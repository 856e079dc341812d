use thiserror::Error;

/// Configuration for a [`Wardrobe`](crate::Wardrobe).
#[derive(Debug, Clone, PartialEq, Eq)]
pub struct WardrobeConfig {
    capacity: usize,
    key: String,
}

/// Errors that can occur when validating a wardrobe config.
#[derive(Debug, Error, Clone, Copy, PartialEq, Eq)]
pub enum ConfigError {
    #[error("capacity must be at least one")]
    Capacity,

    #[error("storage key must not be empty")]
    Key,
}

impl WardrobeConfig {
    /// Most fits kept before the oldest are dropped.
    pub const DEFAULT_CAPACITY: usize = 10;

    /// Store key holding the saved fits.
    pub const DEFAULT_KEY: &'static str = "patternfit_ai_wardrobe";

    /// Creates a validated config.
    ///
    /// # Errors
    ///
    /// Returns an error if `capacity` is zero or `key` is empty.
    pub fn new(capacity: usize, key: impl Into<String>) -> Result<Self, ConfigError> {
        let key = key.into();
        if capacity == 0 {
            return Err(ConfigError::Capacity);
        }
        if key.is_empty() {
            return Err(ConfigError::Key);
        }
        Ok(Self { capacity, key })
    }

    /// Returns the maximum number of saved fits.
    #[must_use]
    pub fn capacity(&self) -> usize {
        self.capacity
    }

    /// Returns the store key.
    #[must_use]
    pub fn key(&self) -> &str {
        &self.key
    }
}

impl Default for WardrobeConfig {
    fn default() -> Self {
        Self {
            capacity: Self::DEFAULT_CAPACITY,
            key: Self::DEFAULT_KEY.to_string(),
        }
    }
}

What needs to be done:
Find the lines above that hold "derive", then copy each of them.

Result below:
#[derive(Debug, Clone, PartialEq, Eq)]
#[derive(Debug, Error, Clone, Copy, PartialEq, Eq)]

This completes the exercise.